Records shown
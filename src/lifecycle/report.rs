//! Run Reports
//!
//! Structured results produced by a lifecycle run: one [`PhaseResult`] per
//! category, one [`HostOutcome`] per host transition, and the aggregate
//! [`LifecycleReport`] consumed by a presentation layer or exit-code mapper.

use crate::classification::VmCategory;
use crate::domain::ports::{Direction, PowerMode};
use chrono::{DateTime, Utc};
use serde::{Deserialize, Serialize};
use std::collections::{BTreeMap, BTreeSet};

// =============================================================================
// Phase Result
// =============================================================================

/// Outcome of one category on one direction
#[derive(Debug, Clone, PartialEq, Eq, Serialize, Deserialize)]
pub struct PhaseResult {
    pub category: VmCategory,
    pub direction: Direction,
    pub attempted: usize,
    pub succeeded: usize,
    /// Members that needed a force-stop
    pub forced_count: usize,
    pub succeeded_names: BTreeSet<String>,
    pub failed_names: BTreeSet<String>,
    /// Why each failed member did not converge
    pub failure_reasons: BTreeMap<String, String>,
    pub started_at: DateTime<Utc>,
    pub finished_at: Option<DateTime<Utc>>,
}

impl PhaseResult {
    pub fn new(category: VmCategory, direction: Direction, attempted: usize) -> Self {
        Self {
            category,
            direction,
            attempted,
            succeeded: 0,
            forced_count: 0,
            succeeded_names: BTreeSet::new(),
            failed_names: BTreeSet::new(),
            failure_reasons: BTreeMap::new(),
            started_at: Utc::now(),
            finished_at: None,
        }
    }

    pub fn record_success(&mut self, name: &str) {
        if self.succeeded_names.insert(name.to_string()) {
            self.succeeded += 1;
        }
    }

    pub fn record_failure(&mut self, name: &str, reason: impl Into<String>) {
        self.failed_names.insert(name.to_string());
        self.failure_reasons.insert(name.to_string(), reason.into());
    }

    pub fn finish(&mut self) {
        self.finished_at = Some(Utc::now());
    }

    pub fn is_success(&self) -> bool {
        self.failed_names.is_empty()
    }

    /// Every attempted member is counted exactly once
    pub fn is_consistent(&self) -> bool {
        self.attempted == self.succeeded + self.failed_names.len()
            && self.succeeded_names.is_disjoint(&self.failed_names)
    }
}

// =============================================================================
// Host Outcomes
// =============================================================================

/// Host transition kind
#[derive(Debug, Clone, Copy, PartialEq, Eq, Hash, Serialize, Deserialize)]
#[serde(rename_all = "snake_case")]
pub enum HostAction {
    EnterMaintenance,
    ExitMaintenance,
    Shutdown,
}

impl std::fmt::Display for HostAction {
    fn fmt(&self, f: &mut std::fmt::Formatter<'_>) -> std::fmt::Result {
        match self {
            HostAction::EnterMaintenance => write!(f, "enter-maintenance"),
            HostAction::ExitMaintenance => write!(f, "exit-maintenance"),
            HostAction::Shutdown => write!(f, "shutdown"),
        }
    }
}

/// Result of a host transition
#[derive(Debug, Clone, Copy, PartialEq, Eq, Hash, Serialize, Deserialize)]
#[serde(rename_all = "snake_case")]
pub enum HostStatus {
    Succeeded,
    /// Already in the requested state, or not applicable
    Skipped,
    Failed,
    TimedOut,
    /// Not sent because a safety precondition did not hold
    Refused,
}

impl HostStatus {
    pub fn is_failure(&self) -> bool {
        matches!(self, HostStatus::Failed | HostStatus::TimedOut | HostStatus::Refused)
    }
}

impl std::fmt::Display for HostStatus {
    fn fmt(&self, f: &mut std::fmt::Formatter<'_>) -> std::fmt::Result {
        match self {
            HostStatus::Succeeded => write!(f, "succeeded"),
            HostStatus::Skipped => write!(f, "skipped"),
            HostStatus::Failed => write!(f, "failed"),
            HostStatus::TimedOut => write!(f, "timed_out"),
            HostStatus::Refused => write!(f, "refused"),
        }
    }
}

/// Outcome of one host transition
#[derive(Debug, Clone, PartialEq, Eq, Serialize, Deserialize)]
pub struct HostOutcome {
    pub host: String,
    pub action: HostAction,
    pub status: HostStatus,
    pub detail: Option<String>,
    /// Placement mode last observed for the host
    pub observed_mode: Option<PowerMode>,
}

impl HostOutcome {
    pub fn new(host: &str, action: HostAction, status: HostStatus) -> Self {
        Self {
            host: host.to_string(),
            action,
            status,
            detail: None,
            observed_mode: None,
        }
    }

    pub fn with_detail(mut self, detail: impl Into<String>) -> Self {
        self.detail = Some(detail.into());
        self
    }

    pub fn with_mode(mut self, mode: PowerMode) -> Self {
        self.observed_mode = Some(mode);
        self
    }

    /// Host was last seen in maintenance
    pub fn confirmed_in_maintenance(&self) -> bool {
        self.observed_mode == Some(PowerMode::Maintenance)
    }
}

// =============================================================================
// Dry-run Plan
// =============================================================================

/// One category as it would run
#[derive(Debug, Clone, PartialEq, Eq, Serialize, Deserialize)]
pub struct PlannedPhase {
    pub category: VmCategory,
    pub members: Vec<String>,
}

/// A host transition a run would issue
#[derive(Debug, Clone, PartialEq, Eq, Serialize, Deserialize)]
pub struct PlannedHostAction {
    pub host: String,
    pub action: HostAction,
}

/// What a run would do against the current inventory, without doing it
#[derive(Debug, Clone, Serialize, Deserialize)]
pub struct PowerPlan {
    pub direction: Direction,
    pub cluster: String,
    /// Host transitions issued before the phases (startup)
    pub hosts_before: Vec<PlannedHostAction>,
    pub phases: Vec<PlannedPhase>,
    /// Host transitions issued after the phases (shutdown)
    pub hosts_after: Vec<PlannedHostAction>,
    pub excluded: Vec<String>,
    pub taken_at: DateTime<Utc>,
}

impl PowerPlan {
    pub fn target_count(&self) -> usize {
        self.phases.iter().map(|p| p.members.len()).sum()
    }
}

// =============================================================================
// Aggregate Report
// =============================================================================

/// Final cluster state check
#[derive(Debug, Clone, Default, PartialEq, Eq, Serialize, Deserialize)]
pub struct Verification {
    /// Non-excluded VMs still powered on
    pub powered_on_targets: Vec<String>,
    /// Non-excluded VMs powered off
    pub powered_off_targets: Vec<String>,
    pub hosts_in_maintenance: Vec<String>,
}

/// One member or host that needs operator attention
#[derive(Debug, Clone, PartialEq, Eq, Serialize, Deserialize)]
pub struct FailureEntry {
    /// Phase category id, or `host:<action>`
    pub stage: String,
    pub name: String,
    pub reason: String,
}

/// Aggregate result of a shutdown or startup run
#[derive(Debug, Clone, Serialize, Deserialize)]
pub struct LifecycleReport {
    pub direction: Direction,
    pub cluster: String,
    pub phases: Vec<PhaseResult>,
    pub hosts: Vec<HostOutcome>,
    /// Infrastructure-managed VMs left untouched
    pub excluded: Vec<String>,
    pub verification: Option<Verification>,
    pub cancelled: bool,
    pub started_at: DateTime<Utc>,
    pub finished_at: Option<DateTime<Utc>>,
}

impl LifecycleReport {
    pub fn new(direction: Direction, cluster: &str) -> Self {
        Self {
            direction,
            cluster: cluster.to_string(),
            phases: Vec::new(),
            hosts: Vec::new(),
            excluded: Vec::new(),
            verification: None,
            cancelled: false,
            started_at: Utc::now(),
            finished_at: None,
        }
    }

    pub fn finish(&mut self) {
        self.finished_at = Some(Utc::now());
    }

    pub fn total_attempted(&self) -> usize {
        self.phases.iter().map(|p| p.attempted).sum()
    }

    pub fn total_forced(&self) -> usize {
        self.phases.iter().map(|p| p.forced_count).sum()
    }

    /// Every unconverged member and failed host, by stage and name
    pub fn failures(&self) -> Vec<FailureEntry> {
        let mut entries = Vec::new();

        for phase in &self.phases {
            for name in &phase.failed_names {
                entries.push(FailureEntry {
                    stage: phase.category.id().to_string(),
                    name: name.clone(),
                    reason: phase
                        .failure_reasons
                        .get(name)
                        .cloned()
                        .unwrap_or_else(|| "unknown".to_string()),
                });
            }
        }

        for outcome in self.hosts.iter().filter(|o| o.status.is_failure()) {
            entries.push(FailureEntry {
                stage: format!("host:{}", outcome.action),
                name: outcome.host.clone(),
                reason: outcome
                    .detail
                    .clone()
                    .unwrap_or_else(|| outcome.status.to_string()),
            });
        }

        if let Some(verification) = &self.verification {
            let leftovers = match self.direction {
                Direction::Shutdown => &verification.powered_on_targets,
                Direction::Startup => &verification.powered_off_targets,
            };
            for name in leftovers {
                let already_listed = entries.iter().any(|e| &e.name == name);
                if !already_listed {
                    entries.push(FailureEntry {
                        stage: "verification".to_string(),
                        name: name.clone(),
                        reason: format!("not {} at final check", self.direction.desired_power_state()),
                    });
                }
            }
        }

        entries
    }

    pub fn is_success(&self) -> bool {
        !self.cancelled && self.failures().is_empty()
    }

    /// 0 on full success, 1 on any recorded failure or cancellation
    pub fn exit_code(&self) -> i32 {
        if self.is_success() {
            0
        } else {
            1
        }
    }
}

#[cfg(test)]
mod tests {
    use super::*;

    #[test]
    fn test_phase_accounting() {
        let mut result = PhaseResult::new(VmCategory::Other, Direction::Shutdown, 3);
        result.record_success("a");
        result.record_success("a");
        result.record_success("b");
        assert!(!result.is_consistent());

        result.record_failure("c", "did not reach off");
        assert!(result.is_consistent());
        assert!(!result.is_success());
        assert_eq!(result.succeeded, 2);
    }

    #[test]
    fn test_report_failures_and_exit_code() {
        let mut report = LifecycleReport::new(Direction::Shutdown, "lab");
        assert_eq!(report.exit_code(), 0);

        let mut phase = PhaseResult::new(VmCategory::TagGroup("apps".into()), Direction::Shutdown, 1);
        phase.record_failure("app-01", "force-stop did not converge");
        report.phases.push(phase);
        report.hosts.push(
            HostOutcome::new("esx-01", HostAction::EnterMaintenance, HostStatus::TimedOut)
                .with_detail("still normal after 600s"),
        );
        report.verification = Some(Verification {
            powered_on_targets: vec!["app-01".into(), "misc-01".into()],
            ..Default::default()
        });

        let failures = report.failures();
        assert_eq!(failures.len(), 3);
        assert_eq!(failures[0].stage, "apps");
        assert_eq!(failures[1].stage, "host:enter-maintenance");
        assert_eq!(failures[2].name, "misc-01");
        assert_eq!(report.exit_code(), 1);
    }

    #[test]
    fn test_cancelled_report_fails() {
        let mut report = LifecycleReport::new(Direction::Startup, "lab");
        report.cancelled = true;
        assert!(!report.is_success());
    }
}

Action item
The answer must be a single number: the count of lines in the entries that include "PhaseResult".

Result below
6